首先了解一下tfp0
tfp0中的tfp表示task_for_port,是一个为了获取进程任务端口的Mach陷阱。任务端口可以看作是一个IPC机制,可以在一个目标进程的内存空间进行读取和访问。它甚至比随机内存读写还要好,因为我们可以利用内核中的偏移(比如KASLR)直接访问(*咳*patch*咳*)代码。
关于Async Wake漏洞
构成这个漏洞利用的2个BUG,一个是信息泄露(CVE-2017-13865),另一个是Use-After-Free(CVE-2017-13861)。信息泄露是由proc_pidlistuptrs中一个不正确的边缘检测结果导致的,这个错误使得程序多读取了7个字节,更重要的是这几个字节被直接由内核层拷贝到用户层。接着是Use-After-Free,它的产生是因为UISurfaceRootUserClient在其子程序出错时没有正确处理引用,当它的上一个调用(还有他后面的async函数,wake_port)在内核层释放一个悬挂指针时便会触发。它—与一些创新的堆栈风水结合在一起便能创造一次任意内核态的读写操作,通过激励的争吵将一个指针放入内核任务进程,就是tfp0。

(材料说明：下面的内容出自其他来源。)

//! Pattern 2: Visibility levels
//! Example: Public, module-scoped and private fields
//!
//! Run with: cargo run --bin encapsulation_02_access
//!
//! Rust has no `protected`; the closest thing is a field visible to a chosen
//! module subtree. `Animal::protected_info` is readable anywhere under
//! `encapsulation::access` (so `Dog` can use it) and nowhere else:
//!
//! ```compile_fail
//! use oop_concepts::encapsulation::access::Animal;
//!
//! let animal = Animal::new();
//! println!("{}", animal.protected_info);
//! ```
//!
//! `private_secret` is private to the `base` module that declares it, so even
//! `Dog` cannot read it, and neither can anyone else:
//!
//! ```compile_fail
//! use oop_concepts::encapsulation::access::Animal;
//!
//! let animal = Animal::new();
//! println!("{}", animal.private_secret);
//! ```

use std::io::{self, Write};

use crate::console::Console;

pub mod base {
    #[derive(Debug, Clone)]
    pub struct Animal {
        pub public_info: String,
        pub(in crate::encapsulation::access) protected_info: String,
        private_secret: String,
    }

    impl Animal {
        pub fn new() -> Self {
            Self {
                public_info: "I am public - everyone can access".to_string(),
                protected_info: "I am module-scoped - the access module can read me".to_string(),
                private_secret: "I am private".to_string(),
            }
        }

        pub fn public_method(&self) -> &'static str {
            "Public method called"
        }

        /// Only `Animal`'s own methods can look at the secret.
        pub fn has_secret(&self) -> bool {
            !self.private_secret.is_empty()
        }
    }

    impl Default for Animal {
        fn default() -> Self {
            Self::new()
        }
    }
}

pub use base::Animal;

/// Reuses `Animal` by holding one, rather than by deriving from it.
#[derive(Debug, Clone, Default)]
pub struct Dog {
    animal: Animal,
}

impl Dog {
    pub fn new() -> Self {
        Self::default()
    }

    pub fn demonstrate_access(&self) -> Vec<String> {
        vec![
            format!("Public: {}", self.animal.public_info),
            format!("Protected: {}", self.animal.protected_info),
        ]
    }

    pub fn use_inherited_method(&self) -> &'static str {
        self.animal.public_method()
    }
}

pub fn demo<W: Write>(console: &mut Console<W>) -> io::Result<()> {
    let animal = Animal::new();
    let dog = Dog::new();

    console.heading("Outside the access module")?;
    console.line(format!("Public: {}", animal.public_info))?;
    console.line(animal.public_method())?;
    console.line(format!("Keeps a secret: {}", animal.has_secret()))?;

    console.blank()?;
    console.heading("Inside Dog")?;
    for line in dog.demonstrate_access() {
        console.line(line)?;
    }
    console.line(dog.use_inherited_method())
}

#[cfg(test)]
mod tests {
    use super::*;

    #[test]
    fn module_scoped_field_is_visible_inside_the_subtree() {
        let animal = Animal::new();
        assert!(animal.protected_info.contains("module-scoped"));
    }

    #[test]
    fn dog_sees_public_and_protected() {
        let lines = Dog::new().demonstrate_access();
        assert_eq!(lines.len(), 2);
        assert!(lines[0].starts_with("Public: "));
        assert!(lines[1].starts_with("Protected: "));
    }

    #[test]
    fn public_field_is_mutable_from_outside() {
        let mut animal = Animal::new();
        animal.public_info = "changed".into();
        assert_eq!(animal.public_info, "changed");
        assert!(animal.has_secret());
    }

    #[test]
    fn demo_transcript() {
        let mut console = Console::capture();
        demo(&mut console).unwrap();
        assert_eq!(
            console.lines(),
            vec![
                "=== Outside the access module ===",
                "Public: I am public - everyone can access",
                "Public method called",
                "Keeps a secret: true",
                "",
                "=== Inside Dog ===",
                "Public: I am public - everyone can access",
                "Protected: I am module-scoped - the access module can read me",
                "Public method called",
            ]
        );
    }
}
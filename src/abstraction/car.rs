//! Pattern 2: Attributes and methods
//! Example: A car whose state only changes through its methods
//!
//! Run with: cargo run --bin abstraction_02_car

use std::io::{self, Write};

use tracing::debug;

use crate::console::Console;

const SPEED_STEP: u32 = 10;
const MAX_SPEED: u32 = 200;

#[derive(Debug, Clone)]
pub struct Car {
    brand: String,
    model: String,
    year: u16,
    running: bool,
    speed: u32,
}

impl Car {
    pub fn new(brand: impl Into<String>, model: impl Into<String>, year: u16) -> Self {
        Self {
            brand: brand.into(),
            model: model.into(),
            year,
            running: false,
            speed: 0,
        }
    }

    pub fn brand(&self) -> &str {
        &self.brand
    }

    pub fn model(&self) -> &str {
        &self.model
    }

    pub fn year(&self) -> u16 {
        self.year
    }

    pub fn is_running(&self) -> bool {
        self.running
    }

    /// Current speed in km/h.
    pub fn speed(&self) -> u32 {
        self.speed
    }

    // The state-changing methods return the message for the change they made,
    // or `None` when the call was a no-op.

    pub fn start_engine(&mut self) -> Option<String> {
        if self.running {
            return None;
        }
        self.running = true;
        debug!(brand = %self.brand, "engine started");
        Some(format!("{} {} engine started", self.brand, self.model))
    }

    pub fn stop_engine(&mut self) -> Option<String> {
        if !self.running {
            return None;
        }
        self.running = false;
        self.speed = 0;
        debug!(brand = %self.brand, "engine stopped");
        Some(format!("{} {} engine stopped", self.brand, self.model))
    }

    pub fn accelerate(&mut self) -> Option<String> {
        if !self.running || self.speed >= MAX_SPEED {
            return None;
        }
        self.speed += SPEED_STEP;
        Some(format!("Speed: {} km/h", self.speed))
    }

    pub fn decelerate(&mut self) -> Option<String> {
        if self.speed == 0 {
            return None;
        }
        self.speed = self.speed.saturating_sub(SPEED_STEP);
        Some(format!("Speed: {} km/h", self.speed))
    }

    pub fn info(&self) -> Vec<String> {
        vec![
            format!("Brand: {}", self.brand),
            format!("Model: {}", self.model),
            format!("Year: {}", self.year),
            format!("Running: {}", if self.running { "Yes" } else { "No" }),
            format!("Speed: {} km/h", self.speed),
        ]
    }
}

fn display_info<W: Write>(console: &mut Console<W>, car: &Car) -> io::Result<()> {
    console.blank()?;
    console.heading("Car Information")?;
    for line in car.info() {
        console.line(line)?;
    }
    Ok(())
}

pub fn demo<W: Write>(console: &mut Console<W>) -> io::Result<()> {
    let mut car = Car::new("Toyota", "Corolla", 2023);

    display_info(console, &car)?;

    console.blank()?;
    console.subheading("Driving")?;
    let events = [
        car.start_engine(),
        car.accelerate(),
        car.accelerate(),
        car.decelerate(),
        car.stop_engine(),
    ];
    for event in events.into_iter().flatten() {
        console.line(event)?;
    }

    display_info(console, &car)
}
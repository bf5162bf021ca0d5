//! Demo inputs.
//!
//! The programs take no arguments and read no files: their inputs are a TOML
//! document compiled into the binary. Parsing it through serde keeps the
//! heterogeneous collections (shapes, staff, animals) declarative, and the
//! `build`/`hire` factories on each entry type turn them into trait objects.

use serde::Deserialize;
use tracing::debug;

use crate::abstraction::shape::ShapeSpec;
use crate::encapsulation::bank_account::BankScenario;
use crate::error::ConfigError;
use crate::inheritance::employee::EmployeeSpec;
use crate::polymorphism::animal::AnimalSpec;
use crate::polymorphism::payment::CheckoutScenario;

const EMBEDDED: &str = include_str!("../config/demos.toml");

#[derive(Debug, Clone, PartialEq, Eq, Deserialize)]
#[serde(deny_unknown_fields)]
pub struct VtableScenario {
    pub rotation_degrees: i32,
}

#[derive(Debug, Clone, PartialEq, Deserialize)]
#[serde(deny_unknown_fields)]
pub struct DemoConfig {
    pub shapes: Vec<ShapeSpec>,
    pub bank: BankScenario,
    pub company: Vec<EmployeeSpec>,
    pub animals: Vec<AnimalSpec>,
    pub checkout: CheckoutScenario,
    pub vtable: VtableScenario,
}

impl DemoConfig {
    /// The document shipped with the binaries.
    pub fn embedded() -> Result<Self, ConfigError> {
        Self::from_toml_str(EMBEDDED)
    }

    pub fn from_toml_str(content: &str) -> Result<Self, ConfigError> {
        let config: DemoConfig = toml::from_str(content)?;
        config.validate()?;
        debug!(
            shapes = config.shapes.len(),
            staff = config.company.len(),
            animals = config.animals.len(),
            "demo config loaded"
        );
        Ok(config)
    }

    /// Collects every problem instead of stopping at the first.
    ///
    /// Bank operations are not checked: non-positive and overdrawing amounts
    /// are how the demo shows the rejection path.
    pub fn validate(&self) -> Result<(), ConfigError> {
        let mut problems = Vec::new();

        if self.shapes.is_empty() {
            problems.push("shapes: at least one shape is required".to_string());
        }
        problems.extend(self.shapes.iter().filter_map(|shape| shape.validate().err()));

        if self.bank.opening_balance.cents() < 0 {
            problems.push(format!(
                "bank.opening_balance: {} is negative",
                self.bank.opening_balance
            ));
        }
        if self.company.is_empty() {
            problems.push("company: at least one employee is required".to_string());
        }
        if self.animals.is_empty() {
            problems.push("animals: at least one animal is required".to_string());
        }
        if !self.checkout.order_total.is_positive() {
            problems.push(format!(
                "checkout.order_total: {} must be positive",
                self.checkout.order_total
            ));
        }

        if problems.is_empty() {
            Ok(())
        } else {
            Err(ConfigError::Invalid { problems })
        }
    }
}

为了正确利用Use-After-Free,大量的kalloc分配请求将会指向目标端口,然后一定数量的mach端口会被分配出来以确保当前页只包含属于我们PID的mach端口。之后IOSurface悬挂指针BUG将通过缓慢的内存重新分配直到垃圾回收器回收了IOSurface指针引用的那一片代码页来触发。
这些重新分配的内存中包含一些改造过的ipc_kmsg消息,这些消息中有一个假的IKOT_TASK任务端口是指向一个process block structure(bsd_info)的,bsd_info中含有一个假的任务结构。这样便可在后面用来构成一个任意读取的基本操作。
当利用读取操作找到内核中的vm_map和ipc_space之后,就可以通过重新分配之前的kalloc.4096实现任务端口覆盖。
Ian的XCode Project中有一个奇妙的README文件对该原理有着更详细的表述。
根据个人经验,有一个值得注意的问题,在不考虑内核完整性校验的情况下,你有3此机会利用此漏洞,在第4次的时候内核会崩溃,而手机则会重启(11.1.2/15B202)。